DATA FOR REVIEW
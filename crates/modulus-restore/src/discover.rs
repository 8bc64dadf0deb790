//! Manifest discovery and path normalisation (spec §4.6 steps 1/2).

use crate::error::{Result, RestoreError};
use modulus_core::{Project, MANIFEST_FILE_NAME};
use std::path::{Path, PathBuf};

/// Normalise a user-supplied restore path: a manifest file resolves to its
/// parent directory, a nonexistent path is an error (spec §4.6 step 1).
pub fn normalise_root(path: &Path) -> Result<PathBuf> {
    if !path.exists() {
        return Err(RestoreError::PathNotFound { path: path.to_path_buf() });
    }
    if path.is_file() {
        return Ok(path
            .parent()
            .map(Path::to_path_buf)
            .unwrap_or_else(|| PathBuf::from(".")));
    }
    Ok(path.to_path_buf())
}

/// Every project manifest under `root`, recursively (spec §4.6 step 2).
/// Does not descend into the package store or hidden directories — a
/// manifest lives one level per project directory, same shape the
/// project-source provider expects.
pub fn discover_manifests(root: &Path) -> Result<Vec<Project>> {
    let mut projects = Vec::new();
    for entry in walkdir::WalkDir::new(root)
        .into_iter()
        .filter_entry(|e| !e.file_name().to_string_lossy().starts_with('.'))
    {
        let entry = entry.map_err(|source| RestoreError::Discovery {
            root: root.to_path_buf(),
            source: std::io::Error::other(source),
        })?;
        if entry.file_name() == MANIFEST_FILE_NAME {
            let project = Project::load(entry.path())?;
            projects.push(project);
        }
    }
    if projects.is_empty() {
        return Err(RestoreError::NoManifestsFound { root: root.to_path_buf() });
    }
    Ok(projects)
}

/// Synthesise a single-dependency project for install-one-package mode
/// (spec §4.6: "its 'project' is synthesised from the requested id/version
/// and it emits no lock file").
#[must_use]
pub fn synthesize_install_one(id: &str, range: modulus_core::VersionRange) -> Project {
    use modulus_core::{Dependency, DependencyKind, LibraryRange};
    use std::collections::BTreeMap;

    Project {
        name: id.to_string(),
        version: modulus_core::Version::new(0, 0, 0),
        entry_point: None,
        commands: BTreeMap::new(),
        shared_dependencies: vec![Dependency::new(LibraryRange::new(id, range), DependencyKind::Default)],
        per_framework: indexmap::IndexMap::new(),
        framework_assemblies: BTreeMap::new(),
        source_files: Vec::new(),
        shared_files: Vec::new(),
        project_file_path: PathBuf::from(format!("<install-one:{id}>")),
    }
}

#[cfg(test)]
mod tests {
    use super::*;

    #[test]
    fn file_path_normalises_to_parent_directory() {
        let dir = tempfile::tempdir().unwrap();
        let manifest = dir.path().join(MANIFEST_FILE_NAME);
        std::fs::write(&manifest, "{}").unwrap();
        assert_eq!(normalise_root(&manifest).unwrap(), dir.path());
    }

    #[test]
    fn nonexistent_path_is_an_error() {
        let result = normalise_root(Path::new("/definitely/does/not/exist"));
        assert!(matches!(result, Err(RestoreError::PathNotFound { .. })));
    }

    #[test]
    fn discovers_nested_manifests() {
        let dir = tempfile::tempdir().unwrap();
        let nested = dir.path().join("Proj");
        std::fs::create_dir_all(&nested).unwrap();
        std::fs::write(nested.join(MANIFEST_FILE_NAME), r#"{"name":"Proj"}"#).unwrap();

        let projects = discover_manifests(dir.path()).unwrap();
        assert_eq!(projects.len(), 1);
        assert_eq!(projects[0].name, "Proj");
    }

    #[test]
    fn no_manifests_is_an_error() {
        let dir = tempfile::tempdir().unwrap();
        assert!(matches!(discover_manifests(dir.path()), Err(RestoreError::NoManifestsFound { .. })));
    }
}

---

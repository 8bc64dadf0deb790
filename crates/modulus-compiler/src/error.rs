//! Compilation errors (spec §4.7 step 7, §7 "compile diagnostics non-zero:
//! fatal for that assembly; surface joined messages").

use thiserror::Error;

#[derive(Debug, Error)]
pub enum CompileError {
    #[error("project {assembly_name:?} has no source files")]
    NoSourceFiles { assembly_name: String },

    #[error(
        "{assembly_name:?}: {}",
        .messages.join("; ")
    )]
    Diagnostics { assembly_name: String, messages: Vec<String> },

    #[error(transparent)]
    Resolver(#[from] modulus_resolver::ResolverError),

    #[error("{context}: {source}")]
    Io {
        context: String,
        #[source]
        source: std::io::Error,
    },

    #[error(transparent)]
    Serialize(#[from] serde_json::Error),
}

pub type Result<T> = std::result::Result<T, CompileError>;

AIM OF THE TASK
Tally the lines in the records above that contain the string "NoManifestsFound" and report only the tally.

COMPLETED EXERCISE
2